Varied: You really never know what you will get with me. One day we might meditate, the next day we might make dances, the next we might work on alignment, the next work on fuettes. I worry that I am somehow NOT consistent enough, but I am learning to just accept that this is what I love about dance, that there are so many facets to the surface of the diamond of dance.
Guiding: I consider myself a guiding teacher rather than a driving teacher. This is tough, because it requires that the students drive their learning. I realize that this is hard for many students, and can be exhausting. Sometimes, we just want to be told what to do. I have also felt that way as a student! But, it is not in my nature to tell you what to do. I will ask you to try it, then you get to decide.

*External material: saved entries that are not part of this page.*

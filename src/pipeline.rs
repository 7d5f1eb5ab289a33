use crate::error::Result;
use crate::extract::read_csv;
use crate::load::{write_csv, write_json, write_parquet};
use crate::structs::{Batch, Entity, PipelineConfig, Stage};
use crate::transform::{CleanReport, clean};
use crate::warehouse::{LoadReport, Warehouse};
use log::{debug, info};
use serde::Serialize;

/// Reports collected over one run
#[derive(Debug, Clone, Default, Serialize)]
pub struct RunSummary {
    pub cleaned: Vec<CleanReport>,
    pub loaded: Vec<LoadReport>,
}

/// Reads an entity's raw file, cleans it with the configured rules, and
/// writes the cleaned file (plus any extra formats) to the processed dir.
pub fn clean_entity(entity: Entity, config: &PipelineConfig) -> Result<(Batch, CleanReport)> {
    let raw_path = config.raw_path(entity);
    info!("Cleaning {} from {}", entity, raw_path.display());

    let raw = read_csv(entity, &raw_path)?;
    let rules = config.rules.rules_for(entity);
    let (cleaned, report) = clean(entity, raw, &rules, config.column_policy)?;

    let csv_path = config.cleaned_path(entity);
    write_csv(&cleaned, &csv_path)?;
    if config.formats.json {
        write_json(&cleaned, &config.cleaned_path_with_extension(entity, "json"))?;
    }
    if config.formats.parquet {
        write_parquet(
            &cleaned,
            &config.cleaned_path_with_extension(entity, "parquet"),
        )?;
    }

    info!(
        "Cleaned {}: {} -> {} rows, saved to {}",
        entity,
        report.rows_in,
        report.rows_out,
        csv_path.display()
    );
    Ok((cleaned, report))
}

/// Loads the cleaned files of `entities` into the warehouse.
///
/// Every cleaned file is read before the warehouse is touched, and all
/// entities are loaded in one transaction, dimensions first regardless of
/// the order given. A failure anywhere leaves the warehouse unchanged. The
/// connection is released on every path, including errors.
pub fn load_entities(entities: &[Entity], config: &PipelineConfig) -> Result<Vec<LoadReport>> {
    let mut batches = Vec::with_capacity(entities.len());
    for entity in Entity::ALL.into_iter().filter(|e| entities.contains(e)) {
        let path = config.cleaned_path(entity);
        debug!("Reading cleaned {} from {}", entity, path.display());
        batches.push((entity, read_csv(entity, &path)?));
    }

    let mut warehouse = Warehouse::open(&config.warehouse_path)?;
    let pending: Vec<(Entity, &Batch)> = batches.iter().map(|(e, b)| (*e, b)).collect();
    let reports = warehouse.load_all(&pending)?;

    warehouse.close()?;
    Ok(reports)
}

/// Runs the requested stages for `entities`.
pub fn run(config: &PipelineConfig, entities: &[Entity], stage: Stage) -> Result<RunSummary> {
    let mut summary = RunSummary::default();

    if stage.cleans() {
        for &entity in entities {
            let (_, report) = clean_entity(entity, config)?;
            summary.cleaned.push(report);
        }
    }

    if stage.loads() {
        summary.loaded = load_entities(entities, config)?;
    }

    Ok(summary)
}
// --- File: crates/reservo_booking/src/validation.rs ---
//! Field checks applied before a reservation reaches the ledger.

use chrono::NaiveDate;
use reservo_common::{validation_error, ReservoError};

pub fn parse_date(value: &str) -> Result<NaiveDate, ReservoError> {
    NaiveDate::parse_from_str(value.trim(), "%Y-%m-%d")
        .map_err(|_| validation_error("Invalid date format (YYYY-MM-DD)"))
}

/// Letters (any script), spaces and `.'-`; at least one letter.
pub fn validate_guest_name(name: &str) -> Result<String, ReservoError> {
    let name = name.trim();
    if name.is_empty() {
        return Err(validation_error("Guest name is required"));
    }
    if name.chars().count() > 100 {
        return Err(validation_error("Guest name is too long"));
    }
    let allowed = |c: char| c.is_alphabetic() || c == ' ' || c == '.' || c == '\'' || c == '-' || is_combining_mark(c);
    if !name.chars().all(allowed) || !name.chars().any(char::is_alphabetic) {
        return Err(validation_error("Guest name may only contain letters"));
    }
    Ok(name.to_string())
}

// Thai vowel and tone marks are not `alphabetic` on their own.
fn is_combining_mark(c: char) -> bool {
    matches!(c, '\u{0E31}' | '\u{0E34}'..='\u{0E3A}' | '\u{0E47}'..='\u{0E4E}')
}

/// 9 to 15 digits, optional leading `+`; spaces and dashes are dropped.
pub fn validate_phone(phone: &str) -> Result<String, ReservoError> {
    let trimmed = phone.trim();
    let (plus, rest) = match trimmed.strip_prefix('+') {
        Some(rest) => ("+", rest),
        None => ("", trimmed),
    };
    let mut digits = String::with_capacity(rest.len());
    for c in rest.chars() {
        match c {
            '0'..='9' => digits.push(c),
            ' ' | '-' => {}
            _ => return Err(validation_error("Phone number may only contain digits")),
        }
    }
    if !(9..=15).contains(&digits.len()) {
        return Err(validation_error("Phone number must have 9 to 15 digits"));
    }
    Ok(format!("{plus}{digits}"))
}

pub fn validate_email(email: Option<&str>) -> Result<Option<String>, ReservoError> {
    let Some(email) = email.map(str::trim).filter(|e| !e.is_empty()) else {
        return Ok(None);
    };
    let valid = match email.split_once('@') {
        Some((local, domain)) => !local.is_empty() && domain.contains('.') && !domain.starts_with('.') && !domain.ends_with('.'),
        None => false,
    };
    if !valid || email.contains(char::is_whitespace) {
        return Err(validation_error("Invalid email address"));
    }
    Ok(Some(email.to_string()))
}

pub fn validate_party_size(party_size: u32, max_party_size: u32) -> Result<u32, ReservoError> {
    if party_size == 0 || party_size > max_party_size {
        return Err(validation_error(format!(
            "Party size must be between 1 and {max_party_size}"
        )));
    }
    Ok(party_size)
}

pub fn validate_session_id(session_id: &str) -> Result<&str, ReservoError> {
    let session_id = session_id.trim();
    if session_id.is_empty() || session_id.len() > 128 {
        return Err(validation_error("sessionId is required"));
    }
    Ok(session_id)
}

/// Empty strings from form inputs become `None`.
pub fn non_empty(value: Option<String>) -> Option<String> {
    value.map(|v| v.trim().to_string()).filter(|v| !v.is_empty())
}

Nerdy: I am a total nerd. I know many dancers who love dance because it allows their kinesthetic brain to take over for 2 hours. I don't exactly work that way. I am interested in cultivating thinking dancers. Dancers who listen to their bodies, make connections between their inner world and the outer world. I get jazzed about dance theory. It opens up a horizon filled with movement opportunities. I believe in dance as a creative and intellectual process as much as a kinesthetic adventure.
Interested in Personal Growth: Sometimes I wonder whether it is dance that I love teaching or whether it is quality of life. The truth is one feeds the other. Dance is a vehicle for life-learning about who we are, how we operate in the world and how we express ourselves (to others and to ourselves). Dance is a vulnerable activity in which we are completely exposed in our strengths and weaknesses (physical and mental). It incorporates so many of the senses and forms of intelligence, it is the perfect tool for self reflection on all fronts. I don't really care how high you kick your leg or how many turns you can do. I might be able help you do both better, but that is just mechanics.
A good friend and fellow dance instructor said to me the other day "I am more of a trainer and you are more of an educator." I have been thinking a lot about that statement. I understand what he meant, but it forced me to ask myself, what type of teacher am I and what type of teacher do I want to be? What am I teaching through dance? And, which elements might I be missing in my current classes?
I find my friends word choice so interesting. . . He is right in that, I don't use the word trainer for what I do -- in fact I don't think I ever have ever used train for the learning process in dance. I have never asked a someone to come "train with me." Or, say "Yes, that dancer trained under me." Interesting. I am just now thinking about this for the first time. I might say that student "studied with me." Maybe. But mostly I say I have "worked with a student" Worked WITH, because I ask the students to work 100% of the time; they do the work, with me, side by side. They make the discoveries; they make the connections; they ask the questions of themselves and others.
I have found that I learn things when I need to learn them. . . not before. So, I trust that the students will ask the questions when they are ready for the answers. And, to take it one step further, I believe they need to find the answers for themselves 90% or the time!
I am not sure, if this is the best approach. I am not sure what this means in terms of changing student's lives and their dance world. I am not sure of many things at the moment. But, I do know that I have to stop trying to be everything to every student who walks in the door. It just doesn't work that way. I have to trust myself, teaching what feels right. And, I need to trust that those students who want to learn what I have to offer will be there, and that I can walk with them on their journey of learning and learn even more about dance and myself along the way.